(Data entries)
● ● ●
//! Cross-process exclusive guard
//!
//! Exclusion comes from an OS advisory lock on a shared lock file. The guard's
//! accounting lives in a sidecar file next to it (`<lock>.stats`) as a fixed
//! little-endian record, so every participating process reads and updates
//! one set of counters:
//!
//! ```text
//! offset  field
//!   0     holders
//!   8     peak_holders
//!  16     acquisitions
//!  24     contended
//!  32     wait_ns
//!  40     max_wait_ns
//!  48     hold_ns
//!  56     owner ticket (0 = free)
//! ```
//!
//! The record has its own lock, taken exclusively for each update and shared
//! for reads. Readers never touch the holder lock, so taking a snapshot
//! neither delays nor contends with acquisitions, and the current holder
//! may read its own guard's stats.
//!
//! Each acquisition opens its own handle on the lock file. Advisory locks
//! belong to the open file description, so two threads of one process
//! exclude each other exactly like two processes do.

use std::collections::HashMap;
use std::fs::{File, OpenOptions, TryLockError};
use std::io::{Read, Seek, SeekFrom, Write};
use std::path::{Path, PathBuf};
use std::sync::atomic::{AtomicU64, Ordering};
use std::sync::{Mutex, PoisonError};
use std::time::{Duration, Instant};

use super::error::SyncError;
use super::guard::{Guard, GuardKind, GuardStats, Ticket};

const RECORD_LEN: usize = 64;

#[derive(Debug, Clone, Copy, Default, PartialEq, Eq)]
struct Record {
    stats: GuardStats,
    owner: u64,
}

impl Record {
    fn decode(bytes: &[u8; RECORD_LEN]) -> Self {
        let field = |index: usize| {
            let mut word = [0u8; 8];
            word.copy_from_slice(&bytes[index * 8..index * 8 + 8]);
            u64::from_le_bytes(word)
        };
        Record {
            stats: GuardStats {
                holders: field(0),
                peak_holders: field(1),
                acquisitions: field(2),
                contended: field(3),
                wait_ns: field(4),
                max_wait_ns: field(5),
                hold_ns: field(6),
            },
            owner: field(7),
        }
    }

    fn encode(&self) -> [u8; RECORD_LEN] {
        let s = &self.stats;
        let fields = [
            s.holders,
            s.peak_holders,
            s.acquisitions,
            s.contended,
            s.wait_ns,
            s.max_wait_ns,
            s.hold_ns,
            self.owner,
        ];
        let mut bytes = [0u8; RECORD_LEN];
        for (index, value) in fields.iter().enumerate() {
            bytes[index * 8..index * 8 + 8].copy_from_slice(&value.to_le_bytes());
        }
        bytes
    }

    /// Read the record; a short or empty file reads as a fresh record.
    fn load(mut file: &File) -> std::io::Result<Self> {
        if file.metadata()?.len() < RECORD_LEN as u64 {
            return Ok(Record::default());
        }
        let mut bytes = [0u8; RECORD_LEN];
        file.seek(SeekFrom::Start(0))?;
        file.read_exact(&mut bytes)?;
        Ok(Record::decode(&bytes))
    }

    fn store(&self, mut file: &File) -> std::io::Result<()> {
        file.seek(SeekFrom::Start(0))?;
        file.write_all(&self.encode())?;
        file.flush()
    }
}

#[derive(Debug)]
struct Hold {
    file: File,
    since: Instant,
}

/// Exclusive guard valid across independent OS processes.
#[derive(Debug)]
pub struct ProcessGuard {
    path: PathBuf,
    stats_path: PathBuf,
    /// Holds taken by this process, keyed by ticket.
    local: Mutex<HashMap<Ticket, Hold>>,
    next_seq: AtomicU64,
}

impl ProcessGuard {
    /// Create (or reset) the shared lock file at `path` and its stats record.
    ///
    /// Call once, from the coordinating process, before workers open it.
    pub fn create(path: impl AsRef<Path>) -> Result<Self, SyncError> {
        let guard = Self::handle(path.as_ref());
        guard.open_file()?;
        guard.update_record(|record| *record = Record::default())?;
        tracing::debug!("Created cross-process guard at {}", guard.path.display());
        Ok(guard)
    }

    /// Attach to an existing lock file without resetting its accounting.
    pub fn open(path: impl AsRef<Path>) -> Result<Self, SyncError> {
        let guard = Self::handle(path.as_ref());
        for file in [&guard.path, &guard.stats_path] {
            if !file.exists() {
                return Err(SyncError::InvalidConfig(format!(
                    "lock file {} does not exist",
                    file.display()
                )));
            }
        }
        Ok(guard)
    }

    fn handle(path: &Path) -> Self {
        let mut stats_path = path.as_os_str().to_owned();
        stats_path.push(".stats");
        Self {
            path: path.to_path_buf(),
            stats_path: PathBuf::from(stats_path),
            local: Mutex::new(HashMap::new()),
            next_seq: AtomicU64::new(1),
        }
    }

    pub fn path(&self) -> &Path {
        &self.path
    }

    fn open_file(&self) -> std::io::Result<File> {
        open_rw(&self.path)
    }

    /// Apply `change` to the shared record under the record's own lock.
    fn update_record<R>(&self, change: impl FnOnce(&mut Record) -> R) -> std::io::Result<R> {
        let file = open_rw(&self.stats_path)?;
        file.lock()?;
        let result = Record::load(&file).and_then(|mut record| {
            let out = change(&mut record);
            record.store(&file).map(|()| out)
        });
        file.unlock()?;
        result
    }

    /// Path of the sidecar file holding the accounting record.
    pub fn stats_path(&self) -> &Path {
        &self.stats_path
    }

    // Unique across processes: pid in the high half, a local sequence in the low half.
    fn next_ticket(&self) -> Ticket {
        let seq = self.next_seq.fetch_add(1, Ordering::Relaxed) & 0xFFFF_FFFF;
        Ticket((u64::from(std::process::id()) << 32) | seq)
    }

    fn lock_local(&self) -> std::sync::MutexGuard<'_, HashMap<Ticket, Hold>> {
        self.local.lock().unwrap_or_else(PoisonError::into_inner)
    }

    /// Fill in the record for a freshly granted lock.
    fn grant(&self, ticket: Ticket, waited: Option<Duration>) -> std::io::Result<()> {
        let stale = self.update_record(|record| {
            // Only the holder lock's owner writes `holders`, so a non-zero
            // count here was left by a holder that died without releasing.
            let stale = (record.stats.holders != 0).then_some(record.owner);
            record.stats.holders = 0;
            record.stats.record_occupied();
            record.stats.record_grant(waited);
            record.owner = ticket.id();
            stale
        })?;
        if let Some(owner) = stale {
            tracing::warn!(
                "Recovered stale holder (ticket #{}) in {}",
                owner,
                self.path.display()
            );
        }
        Ok(())
    }
}

fn open_rw(path: &Path) -> std::io::Result<File> {
    OpenOptions::new()
        .read(true)
        .write(true)
        .create(true)
        .truncate(false)
        .open(path)
}

impl Guard for ProcessGuard {
    fn kind(&self) -> GuardKind {
        GuardKind::CrossProcess
    }

    fn capacity(&self) -> usize {
        1
    }

    fn acquire(&self) -> Result<Ticket, SyncError> {
        let file = self.open_file()?;
        let ticket = self.next_ticket();
        let started = Instant::now();

        let waited = match file.try_lock() {
            Ok(()) => None,
            Err(TryLockError::WouldBlock) => {
                tracing::trace!("cross-process guard: {} blocking", ticket);
                file.lock()?;
                Some(started.elapsed())
            }
            Err(TryLockError::Error(e)) => return Err(e.into()),
        };

        if let Err(e) = self.grant(ticket, waited) {
            file.unlock()?;
            return Err(e.into());
        }
        self.lock_local().insert(
            ticket,
            Hold {
                file,
                since: Instant::now(),
            },
        );
        Ok(ticket)
    }

    fn release(&self, ticket: Ticket) -> Result<(), SyncError> {
        let hold = self
            .lock_local()
            .remove(&ticket)
            .ok_or_else(|| SyncError::not_held(ticket))?;

        let held = hold.since.elapsed();
        let stored = self.update_record(|record| {
            if record.owner != ticket.id() {
                tracing::warn!(
                    "Lock record names #{} as owner while {} releases",
                    record.owner,
                    ticket
                );
            }
            record.stats.record_vacated(held);
            record.owner = 0;
        });
        hold.file.unlock()?;
        stored?;
        Ok(())
    }

    fn stats(&self) -> Result<GuardStats, SyncError> {
        let file = open_rw(&self.stats_path)?;
        file.lock_shared()?;
        let record = Record::load(&file);
        file.unlock()?;
        Ok(record?.stats)
    }
}

#[cfg(test)]
mod tests {
    use super::*;
    use crate::sync::guard::GuardExt;
    use std::sync::Arc;
    use std::thread;
    use tempfile::TempDir;

    #[test]
    fn test_record_layout_roundtrip() {
        let record = Record {
            stats: GuardStats {
                holders: 1,
                peak_holders: 1,
                acquisitions: 42,
                contended: 7,
                wait_ns: 1_234,
                max_wait_ns: 999,
                hold_ns: 5_555,
            },
            owner: 0xABCD,
        };
        let bytes = record.encode();
        assert_eq!(&bytes[16..24], &42u64.to_le_bytes());
        assert_eq!(Record::decode(&bytes), record);
    }

    #[test]
    fn test_uncontended_acquire_release() {
        let dir = TempDir::new().unwrap();
        let guard = ProcessGuard::create(dir.path().join("log.lock")).unwrap();

        let ticket = guard.acquire().unwrap();
        assert_eq!(ticket.id() >> 32, u64::from(std::process::id()));
        guard.release(ticket).unwrap();

        let stats = guard.stats().unwrap();
        assert_eq!(stats.acquisitions, 1);
        assert_eq!(stats.contended, 0);
        assert_eq!(stats.wait_ns, 0);
        assert_eq!(stats.holders, 0);
    }

    #[test]
    fn test_release_without_acquire_fails() {
        let dir = TempDir::new().unwrap();
        let guard = ProcessGuard::create(dir.path().join("log.lock")).unwrap();
        let ticket = guard.acquire().unwrap();
        guard.release(ticket).unwrap();

        assert!(matches!(
            guard.release(ticket),
            Err(SyncError::InvalidState { .. })
        ));
    }

    #[test]
    fn test_open_requires_existing_file() {
        let dir = TempDir::new().unwrap();
        let err = ProcessGuard::open(dir.path().join("missing.lock")).unwrap_err();
        assert!(matches!(err, SyncError::InvalidConfig(_)));
    }

    #[test]
    fn test_accounting_is_shared_between_handles() {
        let dir = TempDir::new().unwrap();
        let path = dir.path().join("shared.lock");
        let creator = ProcessGuard::create(&path).unwrap();
        let attached = ProcessGuard::open(&path).unwrap();

        creator.scoped(|| ()).unwrap();
        attached.scoped(|| ()).unwrap();

        assert_eq!(creator.stats().unwrap().acquisitions, 2);
        assert_eq!(attached.stats().unwrap().acquisitions, 2);
    }

    #[test]
    fn test_separate_handles_exclude_each_other() {
        let dir = TempDir::new().unwrap();
        let path = dir.path().join("excl.lock");
        let first = Arc::new(ProcessGuard::create(&path).unwrap());
        let second = Arc::new(ProcessGuard::open(&path).unwrap());

        let held = first.acquire().unwrap();
        let contender = {
            let second = Arc::clone(&second);
            thread::spawn(move || second.scoped(|| Instant::now()).unwrap())
        };
        thread::sleep(Duration::from_millis(30));
        let released_at = Instant::now();
        first.release(held).unwrap();
        let entered_at = contender.join().unwrap();

        assert!(entered_at >= released_at);
        let stats = first.stats().unwrap();
        assert_eq!(stats.acquisitions, 2);
        assert_eq!(stats.contended, 1);
        assert!(stats.wait_ns >= 20_000_000);
        assert_eq!(stats.peak_holders, 1);
    }

    #[test]
    fn test_create_resets_previous_accounting() {
        let dir = TempDir::new().unwrap();
        let path = dir.path().join("reset.lock");
        let guard = ProcessGuard::create(&path).unwrap();
        guard.scoped(|| ()).unwrap();

        let fresh = ProcessGuard::create(&path).unwrap();
        assert_eq!(fresh.stats().unwrap(), GuardStats::default());
    }

    #[test]
    fn test_open_requires_stats_record() {
        let dir = TempDir::new().unwrap();
        let path = dir.path().join("bare.lock");
        std::fs::write(&path, b"").unwrap();

        let err = ProcessGuard::open(&path).unwrap_err();
        assert!(matches!(err, SyncError::InvalidConfig(_)));
        assert!(err.to_string().contains("bare.lock.stats"));
    }

    #[test]
    fn test_holder_can_read_its_own_stats() {
        let dir = TempDir::new().unwrap();
        let guard = ProcessGuard::create(dir.path().join("self.lock")).unwrap();

        let ticket = guard.acquire().unwrap();
        let stats = guard.stats().unwrap();
        assert_eq!(stats.holders, 1);
        assert_eq!(stats.acquisitions, 1);
        guard.release(ticket).unwrap();
    }

    #[test]
    fn test_stats_readers_do_not_cause_contention() {
        let dir = TempDir::new().unwrap();
        let guard = Arc::new(ProcessGuard::create(dir.path().join("polled.lock")).unwrap());
        let done = Arc::new(std::sync::atomic::AtomicBool::new(false));

        let reader = {
            let guard = Arc::clone(&guard);
            let done = Arc::clone(&done);
            thread::spawn(move || {
                let mut reads = 0u64;
                while !done.load(Ordering::Relaxed) {
                    guard.stats().unwrap();
                    reads += 1;
                }
                reads
            })
        };

        for _ in 0..2000 {
            let ticket = guard.acquire().unwrap();
            guard.release(ticket).unwrap();
        }
        done.store(true, Ordering::Relaxed);
        assert!(reader.join().unwrap() > 0);

        let stats = guard.stats().unwrap();
        assert_eq!(stats.acquisitions, 2000);
        assert_eq!(stats.contended, 0);
        assert_eq!(stats.wait_ns, 0);
        assert_eq!(stats.holders, 0);
    }
}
● ● ●
- [TASK TO COMPLETE]: Looking at the data above, say how many lines contain "GuardKind", and give no other words.

- [PROBLEM SOLUTION]: 3